### [STORED DATA]

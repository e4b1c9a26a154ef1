//! HTTP API application wiring (Axum router + service wiring).
//!
//! - `services.rs`: store/service wiring (in-memory or Postgres)
//! - `routes/`: HTTP routes + handlers (one file per domain area)
//! - `dto.rs`: request DTOs
//! - `errors.rs`: response envelope and error mapping

use std::sync::Arc;

use axum::{Extension, Router, routing::get};
use tower::ServiceBuilder;

use crate::middleware;

pub mod dto;
pub mod errors;
pub mod routes;
pub mod services;

/// Build the full HTTP router (public entrypoint used by `main.rs`).
pub async fn build_app(jwt_secret: String) -> Router {
    let jwt = Arc::new(storefront_auth::Hs256JwtValidator::new(
        jwt_secret.into_bytes(),
    ));
    let auth_state = middleware::AuthState { jwt };

    let services = Arc::new(services::build_services().await);

    // Protected routes: everything except /health requires a valid token.
    let protected = routes::router()
        .layer(Extension(services))
        .layer(axum::middleware::from_fn_with_state(
            auth_state,
            middleware::auth_middleware,
        ));

    Router::new()
        .route("/health", get(routes::system::health))
        .merge(protected)
        .layer(ServiceBuilder::new())
}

### [TASK DIRECTIONS]
Every record must be transcribed exactly as written.

### [PROBLEM SOLUTION]
repository e4b1c9a26a154ef1
//! HTTP API application wiring (Axum router + service wiring).
//!
//! - `services.rs`: store/service wiring (in-memory or Postgres)
//! - `routes/`: HTTP routes + handlers (one file per domain area)
//! - `dto.rs`: request DTOs
//! - `errors.rs`: response envelope and error mapping

use std::sync::Arc;

use axum::{Extension, Router, routing::get};
use tower::ServiceBuilder;

use crate::middleware;

pub mod dto;
pub mod errors;
pub mod routes;
pub mod services;

/// Build the full HTTP router (public entrypoint used by `main.rs`).
pub async fn build_app(jwt_secret: String) -> Router {
    let jwt = Arc::new(storefront_auth::Hs256JwtValidator::new(
        jwt_secret.into_bytes(),
    ));
    let auth_state = middleware::AuthState { jwt };

    let services = Arc::new(services::build_services().await);

    // Protected routes: everything except /health requires a valid token.
    let protected = routes::router()
        .layer(Extension(services))
        .layer(axum::middleware::from_fn_with_state(
            auth_state,
            middleware::auth_middleware,
        ));

    Router::new()
        .route("/health", get(routes::system::health))
        .merge(protected)
        .layer(ServiceBuilder::new())
}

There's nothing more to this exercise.